Valenza giuridica: vale quanto detto per firma elettronica qualificata e digitale fatto salvo che la firma elettronica avanzata può essere applicata assicurando i relativi effetti solo in riferimento agli atti di cui all’art. 1350, primo comma, n. 13, del codice civile ovvero a quelli non aventi ad oggetto beni immobili ma che pur sempre richiedono la forma scritta a pena di nullità come ad esempio: i contratti in ambito bancario, sanitario e assicurativo. Altresì la firma elettronica avanzata può essere utilizzata limitatamente ai rapporti giuridici intercorrenti tra il soggetto sottoscrittore e chi eroga la relativa soluzione (o ne fruisce per mezzo di fornitori specializzati e la mette a disposizione dei sottoscrittori). N.B.: Per la prima volta il D.P.C.M. del 22 febbraio 2013 provvede a specificare la reale portata della firma elettronica avanzata. Prima dell’adozione delle regole tecniche di cui al decreto richiamato essa era un ibrido indefinito e per lo più assimilata alla firma elettronica semplice di cui condivide, a tutt’oggi, l’assenza di una tecnologia specifica. In particolare: la firma elettronica avanzata Un approfondimento maggiore viene destinato, nel presente vademecum, alla firma elettronica avanzata per l’effetto dirompente che ha avuto dopo la sua definitiva disciplina. La disamina quindi prosegue con l’analisi de:
- le caratteristiche dominanti: la realizzazione di soluzioni di firma elettronica avanzata è, per espressa previsione del decreto (art. 55, comma 1, del D.P.C.M. del 22 febbraio 2013), libera e non è soggetta ad alcuna autorizzazione: ciò che rileva è il soddisfacimento di una serie di condizioni oggetto di indicazione, per lo più, tassativa, a prescindere da quali siano le modalità per garantirle.

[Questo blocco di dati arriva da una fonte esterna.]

#![forbid(unsafe_code)]

use std::fs::{self, File, OpenOptions};
use std::io::{self, BufRead, BufReader, Write};
use std::path::{Path, PathBuf};
use std::sync::{Mutex, PoisonError};

use serde::de::DeserializeOwned;
use serde::{Deserialize, Serialize};
use tracing::{debug, warn};
use uda_domain::{
    now_utc, AuditEntry, DateTimeUtc, Decision, PipelineState, RunId, UncertaintyReport,
    ValidationReport,
};
use uda_policy::DecisionPolicy;

#[derive(Debug, thiserror::Error)]
pub enum DlqError {
    #[error("dead-letter I/O failed for {path}: {source}")]
    Io {
        path: PathBuf,
        #[source]
        source: std::io::Error,
    },
    #[error("failed to encode dead-letter record: {0}")]
    Encode(#[source] serde_json::Error),
    #[error("corrupt dead-letter record at {path}:{line}: {source}")]
    Corrupt {
        path: PathBuf,
        line: usize,
        #[source]
        source: serde_json::Error,
    },
}

#[derive(Debug, Clone, Copy, Serialize, Deserialize, Eq, PartialEq, Ord, PartialOrd, Hash)]
#[serde(rename_all = "snake_case")]
pub enum ReasonCode {
    Unfaithful,
    HighUncertainty,
}

impl ReasonCode {
    #[must_use]
    pub fn as_str(self) -> &'static str {
        match self {
            Self::Unfaithful => "unfaithful",
            Self::HighUncertainty => "high_uncertainty",
        }
    }
}

/// Envelope written for every run routed to human review.
#[derive(Debug, Clone, Serialize, Deserialize, PartialEq)]
pub struct DlqRecord {
    pub run_id: RunId,
    #[serde(with = "time::serde::rfc3339")]
    pub enqueued_at: DateTimeUtc,
    pub reason_codes: Vec<ReasonCode>,
    pub query: String,
    pub decision: Option<Decision>,
    pub uncertainty: Option<UncertaintyReport>,
    pub validation: Option<ValidationReport>,
    pub audit_trail: Vec<AuditEntry>,
}

impl DlqRecord {
    /// Capture a finished run, explaining the escalation with reason codes.
    #[must_use]
    pub fn from_state(state: &PipelineState, policy: &DecisionPolicy) -> Self {
        let mut reason_codes = Vec::new();
        if !state
            .validation
            .as_ref()
            .is_some_and(|report| report.faithful)
        {
            reason_codes.push(ReasonCode::Unfaithful);
        }
        let overall = state.uncertainty.as_ref().map_or(1.0, |report| report.overall);
        if policy.exceeds(overall) {
            reason_codes.push(ReasonCode::HighUncertainty);
        }

        Self {
            run_id: state.run_id(),
            enqueued_at: now_utc(),
            reason_codes,
            query: state.query().to_string(),
            decision: state.decision,
            uncertainty: state.uncertainty.clone(),
            validation: state.validation.clone(),
            audit_trail: state.audit_trail().to_vec(),
        }
    }
}

/// Append-only JSON-lines dead-letter file.
///
/// Each `enqueue` writes one complete line with a single write while holding
/// the sink's lock, so concurrent producers never interleave records.
#[derive(Debug)]
pub struct FileDlq {
    path: PathBuf,
    write_lock: Mutex<()>,
}

impl FileDlq {
    /// Open the sink at `path`, creating parent directories as needed.
    ///
    /// # Errors
    /// Returns an error when the parent directory cannot be created.
    pub fn open(path: impl Into<PathBuf>) -> Result<Self, DlqError> {
        let path = path.into();
        if let Some(parent) = path.parent().filter(|parent| !parent.as_os_str().is_empty()) {
            fs::create_dir_all(parent).map_err(|source| DlqError::Io {
                path: parent.to_path_buf(),
                source,
            })?;
        }
        Ok(Self {
            path,
            write_lock: Mutex::new(()),
        })
    }

    #[must_use]
    pub fn path(&self) -> &Path {
        &self.path
    }

    /// Append `record` as one JSON line.
    ///
    /// # Errors
    /// Returns an error when the record cannot be serialized or written.
    pub fn enqueue<T: Serialize>(&self, record: &T) -> Result<(), DlqError> {
        let mut line = serde_json::to_string(record).map_err(DlqError::Encode)?;
        line.push('\n');

        let _guard = self
            .write_lock
            .lock()
            .unwrap_or_else(PoisonError::into_inner);
        let io_err = |source| DlqError::Io {
            path: self.path.clone(),
            source,
        };
        let mut file = OpenOptions::new()
            .create(true)
            .append(true)
            .open(&self.path)
            .map_err(io_err)?;
        append_whole_line(&mut file, line.as_bytes()).map_err(io_err)?;

        debug!(path = %self.path.display(), bytes = line.len(), "dead-letter record appended");
        Ok(())
    }

    /// Replay every record in insertion order. A missing file is empty.
    ///
    /// # Errors
    /// Returns an error when the file cannot be read or a line is not a valid
    /// record.
    pub fn stream<T: DeserializeOwned>(&self) -> Result<Vec<T>, DlqError> {
        let file = match fs::File::open(&self.path) {
            Ok(file) => file,
            Err(err) if err.kind() == std::io::ErrorKind::NotFound => return Ok(Vec::new()),
            Err(source) => {
                return Err(DlqError::Io {
                    path: self.path.clone(),
                    source,
                })
            }
        };

        let mut records = Vec::new();
        for (index, line) in BufReader::new(file).lines().enumerate() {
            let line = line.map_err(|source| DlqError::Io {
                path: self.path.clone(),
                source,
            })?;
            if line.trim().is_empty() {
                continue;
            }
            let record = serde_json::from_str(&line).map_err(|source| DlqError::Corrupt {
                path: self.path.clone(),
                line: index + 1,
                source,
            })?;
            records.push(record);
        }
        Ok(records)
    }
}

/// Append-only sink that can be cut back to an earlier length.
trait Truncatable: Write {
    fn end(&mut self) -> io::Result<u64>;
    fn truncate_to(&mut self, len: u64) -> io::Result<()>;
}

impl Truncatable for File {
    fn end(&mut self) -> io::Result<u64> {
        Ok(self.metadata()?.len())
    }

    fn truncate_to(&mut self, len: u64) -> io::Result<()> {
        self.set_len(len)
    }
}

/// Writes `line` completely or restores the sink to its previous length, so a
/// failed append never leaves a partial record behind.
fn append_whole_line<W: Truncatable>(sink: &mut W, line: &[u8]) -> io::Result<()> {
    let start = sink.end()?;
    let written = sink.write_all(line).and_then(|()| sink.flush());
    if let Err(err) = written {
        if let Err(rollback) = sink.truncate_to(start) {
            warn!(error = %rollback, "failed to roll back partial dead-letter write");
        }
        return Err(err);
    }
    Ok(())
}

#[cfg(test)]
mod tests {
    use super::*;
    use serde_json::{json, Value};
    use std::sync::Arc;
    use uda_domain::Intent;

    fn must<T>(result: Result<T, DlqError>) -> T {
        match result {
            Ok(value) => value,
            Err(err) => panic!("test failure: {err}"),
        }
    }

    fn unique_dlq_path() -> PathBuf {
        std::env::temp_dir()
            .join(format!("uda-dlq-{}", ulid::Ulid::new()))
            .join("nested")
            .join("dlq.jsonl")
    }

    fn escalated_state() -> PipelineState {
        let mut state = PipelineState::new("asdkjasd nonsense");
        state.record(AuditEntry::Router {
            intent: Intent::Lookup,
        });
        state.uncertainty = Some(UncertaintyReport {
            overall: 1.0,
            spans: Vec::new(),
        });
        state.validation = Some(ValidationReport {
            faithful: false,
            checks: vec!["evidence_present".to_string()],
            evidence_count: 0,
        });
        state.decision = Some(Decision::Dlq);
        state
    }

    #[test]
    fn open_creates_directories_idempotently() {
        let path = unique_dlq_path();
        let first = must(FileDlq::open(&path));
        let second = must(FileDlq::open(&path));
        assert_eq!(first.path(), second.path());
        assert!(path.parent().is_some_and(Path::is_dir));
    }

    #[test]
    fn stream_of_missing_file_is_empty() {
        let dlq = must(FileDlq::open(unique_dlq_path()));
        let records: Vec<Value> = must(dlq.stream());
        assert!(records.is_empty());
    }

    #[test]
    fn records_replay_in_insertion_order() {
        let dlq = must(FileDlq::open(unique_dlq_path()));
        for index in 0..3 {
            must(dlq.enqueue(&json!({"seq": index, "text": "line\nbreak"})));
        }
        let records: Vec<Value> = must(dlq.stream());
        let seqs: Vec<i64> = records
            .iter()
            .filter_map(|record| record["seq"].as_i64())
            .collect();
        assert_eq!(seqs, vec![0, 1, 2]);
        assert_eq!(records[0]["text"], "line\nbreak");
    }

    #[test]
    fn corrupt_line_fails_the_stream() {
        let path = unique_dlq_path();
        let dlq = must(FileDlq::open(&path));
        must(dlq.enqueue(&json!({"ok": true})));
        if let Err(err) = std::fs::write(&path, "{\"ok\": true}\n{broken\n") {
            panic!("failed to corrupt fixture: {err}");
        }
        match dlq.stream::<Value>() {
            Err(DlqError::Corrupt { line, .. }) => assert_eq!(line, 2),
            other => panic!("expected corrupt-line error, got {other:?}"),
        }
    }

    #[test]
    fn record_round_trips_with_reason_codes() {
        let dlq = must(FileDlq::open(unique_dlq_path()));
        let record = DlqRecord::from_state(&escalated_state(), &DecisionPolicy::default());
        assert_eq!(
            record.reason_codes,
            vec![ReasonCode::Unfaithful, ReasonCode::HighUncertainty]
        );
        must(dlq.enqueue(&record));

        let replayed: Vec<DlqRecord> = must(dlq.stream());
        assert_eq!(replayed.len(), 1);
        assert_eq!(replayed[0].run_id, record.run_id);
        assert_eq!(replayed[0].query, "asdkjasd nonsense");
        assert_eq!(replayed[0].reason_codes, record.reason_codes);
        assert_eq!(replayed[0].audit_trail, record.audit_trail);

        let raw: Vec<Value> = must(dlq.stream());
        assert_eq!(raw[0]["reason_codes"], json!(["unfaithful", "high_uncertainty"]));
        assert!(raw[0]["enqueued_at"].is_string());
    }

    #[test]
    fn concurrent_producers_never_interleave_lines() {
        let dlq = Arc::new(must(FileDlq::open(unique_dlq_path())));
        let handles: Vec<_> = (0..4)
            .map(|worker| {
                let dlq = Arc::clone(&dlq);
                std::thread::spawn(move || {
                    for seq in 0..25 {
                        must(dlq.enqueue(&json!({"worker": worker, "seq": seq})));
                    }
                })
            })
            .collect();
        for handle in handles {
            if handle.join().is_err() {
                panic!("producer thread panicked");
            }
        }

        let records: Vec<Value> = must(dlq.stream());
        assert_eq!(records.len(), 100);
        for worker in 0..4 {
            let seqs: Vec<i64> = records
                .iter()
                .filter(|record| record["worker"] == worker)
                .filter_map(|record| record["seq"].as_i64())
                .collect();
            assert_eq!(seqs, (0..25).collect::<Vec<i64>>());
        }
    }

    /// In-memory sink that accepts `capacity` bytes and then fails.
    struct ShortSink {
        bytes: Vec<u8>,
        capacity: usize,
    }

    impl Write for ShortSink {
        fn write(&mut self, buf: &[u8]) -> io::Result<usize> {
            let room = self.capacity.saturating_sub(self.bytes.len());
            if room == 0 {
                return Err(io::Error::new(io::ErrorKind::WriteZero, "disk full"));
            }
            let taken = room.min(buf.len());
            self.bytes.extend_from_slice(&buf[..taken]);
            Ok(taken)
        }

        fn flush(&mut self) -> io::Result<()> {
            Ok(())
        }
    }

    impl Truncatable for ShortSink {
        fn end(&mut self) -> io::Result<u64> {
            Ok(self.bytes.len() as u64)
        }

        fn truncate_to(&mut self, len: u64) -> io::Result<()> {
            self.bytes
                .truncate(usize::try_from(len).unwrap_or_else(|_| unreachable!()));
            Ok(())
        }
    }

    #[test]
    fn failed_append_leaves_no_partial_line() {
        let mut sink = ShortSink {
            bytes: b"{\"seq\":1}\n".to_vec(),
            capacity: 16,
        };
        let err = match append_whole_line(&mut sink, b"{\"seq\":2,\"pad\":true}\n") {
            Ok(()) => panic!("short sink should reject the second line"),
            Err(err) => err,
        };
        assert_eq!(err.kind(), io::ErrorKind::WriteZero);
        assert_eq!(sink.bytes, b"{\"seq\":1}\n".to_vec());

        sink.capacity = 64;
        if let Err(err) = append_whole_line(&mut sink, b"{\"seq\":2}\n") {
            panic!("append with room should succeed: {err}");
        }
        assert_eq!(sink.bytes, b"{\"seq\":1}\n{\"seq\":2}\n".to_vec());
    }

    #[test]
    fn file_rollback_restores_the_previous_length() {
        let path = unique_dlq_path();
        let dlq = must(FileDlq::open(&path));
        must(dlq.enqueue(&json!({"seq": 1})));

        let mut file = OpenOptions::new()
            .append(true)
            .open(&path)
            .unwrap_or_else(|err| panic!("open failed: {err}"));
        let start = file.end().unwrap_or_else(|err| panic!("metadata failed: {err}"));
        file.write_all(b"{\"seq\":")
            .unwrap_or_else(|err| panic!("write failed: {err}"));
        file.truncate_to(start)
            .unwrap_or_else(|err| panic!("truncate failed: {err}"));
        must(dlq.enqueue(&json!({"seq": 2})));

        let records: Vec<Value> = must(dlq.stream());
        assert_eq!(records, vec![json!({"seq": 1}), json!({"seq": 2})]);
    }
}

- i requisiti essenziali: l’art. 55, comma 1, del decreto richiamato prevede che la soluzione in esame garantisca:
- l’identificazione del firmatario del documento;
- la connessione univoca della firma al firmatario;
- il controllo esclusivo del firmatario del sistema di generazione della firma, ivi inclusi i dati biometrici eventualmente utilizzati per la generazione della firma (è il caso della c.d. firma grafometrica);
- le verifiche di immodificabilità del documento informatico sottoscritto;
- le possibilità per il firmatario di ottenere evidenza di quanto sottoscritto;
- l’assenza di qualunque elemento nell’oggetto della sottoscrizione atto a modificarne gli atti, i fatti o dati nello stesso rappresentati;
- la connessione univoca della firma al documento sottoscritto.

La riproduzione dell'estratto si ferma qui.